◆ **Prompt**: Would you please copy each line below that includes the string "StorageError"?

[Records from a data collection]

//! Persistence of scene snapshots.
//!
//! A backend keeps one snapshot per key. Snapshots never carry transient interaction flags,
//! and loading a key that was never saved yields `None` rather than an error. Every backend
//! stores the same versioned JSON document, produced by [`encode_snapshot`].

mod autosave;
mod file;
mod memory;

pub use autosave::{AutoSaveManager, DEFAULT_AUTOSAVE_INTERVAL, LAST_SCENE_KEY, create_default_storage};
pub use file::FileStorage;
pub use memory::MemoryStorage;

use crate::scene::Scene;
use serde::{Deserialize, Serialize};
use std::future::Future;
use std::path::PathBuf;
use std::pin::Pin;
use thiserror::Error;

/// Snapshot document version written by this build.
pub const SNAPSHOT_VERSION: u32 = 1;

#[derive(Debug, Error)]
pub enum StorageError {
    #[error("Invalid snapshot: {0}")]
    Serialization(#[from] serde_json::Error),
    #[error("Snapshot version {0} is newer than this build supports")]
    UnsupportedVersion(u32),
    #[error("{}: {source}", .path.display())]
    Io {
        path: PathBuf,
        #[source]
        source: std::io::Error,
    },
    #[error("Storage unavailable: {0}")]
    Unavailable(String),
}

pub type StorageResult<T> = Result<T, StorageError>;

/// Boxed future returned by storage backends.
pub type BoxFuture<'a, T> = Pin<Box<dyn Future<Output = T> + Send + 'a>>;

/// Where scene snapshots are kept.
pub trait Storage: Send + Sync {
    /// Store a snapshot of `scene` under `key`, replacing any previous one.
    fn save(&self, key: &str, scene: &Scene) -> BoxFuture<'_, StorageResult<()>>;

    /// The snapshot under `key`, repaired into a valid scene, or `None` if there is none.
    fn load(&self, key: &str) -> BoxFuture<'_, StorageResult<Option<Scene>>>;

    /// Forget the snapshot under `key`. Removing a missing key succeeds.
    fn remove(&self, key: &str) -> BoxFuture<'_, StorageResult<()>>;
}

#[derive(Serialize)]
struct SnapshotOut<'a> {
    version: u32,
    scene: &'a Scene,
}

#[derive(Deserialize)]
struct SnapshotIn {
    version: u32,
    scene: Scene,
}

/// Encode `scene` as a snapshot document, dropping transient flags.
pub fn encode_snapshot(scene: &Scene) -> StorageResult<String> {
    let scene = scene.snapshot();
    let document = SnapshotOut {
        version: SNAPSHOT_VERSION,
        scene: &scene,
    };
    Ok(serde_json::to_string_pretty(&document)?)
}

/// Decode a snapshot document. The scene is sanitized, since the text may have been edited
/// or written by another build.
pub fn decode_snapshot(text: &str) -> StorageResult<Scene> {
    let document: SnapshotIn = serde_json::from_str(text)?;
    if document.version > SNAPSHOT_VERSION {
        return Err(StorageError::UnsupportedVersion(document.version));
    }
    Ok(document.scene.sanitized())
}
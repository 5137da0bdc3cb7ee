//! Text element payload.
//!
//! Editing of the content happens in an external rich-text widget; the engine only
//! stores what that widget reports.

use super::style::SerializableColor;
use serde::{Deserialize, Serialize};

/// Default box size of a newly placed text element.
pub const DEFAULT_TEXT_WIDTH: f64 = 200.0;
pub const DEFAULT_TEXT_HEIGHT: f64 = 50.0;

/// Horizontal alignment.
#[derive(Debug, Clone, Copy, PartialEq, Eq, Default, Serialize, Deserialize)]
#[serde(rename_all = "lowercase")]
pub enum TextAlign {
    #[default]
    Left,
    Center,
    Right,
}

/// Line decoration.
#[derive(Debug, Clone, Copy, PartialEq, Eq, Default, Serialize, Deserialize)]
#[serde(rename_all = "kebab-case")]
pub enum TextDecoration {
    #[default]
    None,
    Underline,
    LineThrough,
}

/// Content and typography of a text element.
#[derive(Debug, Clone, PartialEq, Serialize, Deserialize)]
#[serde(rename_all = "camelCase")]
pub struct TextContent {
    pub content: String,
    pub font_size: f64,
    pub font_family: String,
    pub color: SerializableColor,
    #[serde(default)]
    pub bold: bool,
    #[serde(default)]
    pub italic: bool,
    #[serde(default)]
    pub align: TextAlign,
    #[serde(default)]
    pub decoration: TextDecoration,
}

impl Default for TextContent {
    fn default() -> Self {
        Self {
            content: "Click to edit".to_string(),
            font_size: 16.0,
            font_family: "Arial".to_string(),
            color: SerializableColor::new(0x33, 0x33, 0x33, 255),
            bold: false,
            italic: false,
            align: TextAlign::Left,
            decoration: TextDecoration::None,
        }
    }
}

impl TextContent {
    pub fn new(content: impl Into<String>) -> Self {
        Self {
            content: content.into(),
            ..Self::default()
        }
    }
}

◆ **Answer for the task**:
pub enum StorageError {
pub type StorageResult<T> = Result<T, StorageError>;
        return Err(StorageError::UnsupportedVersion(document.version));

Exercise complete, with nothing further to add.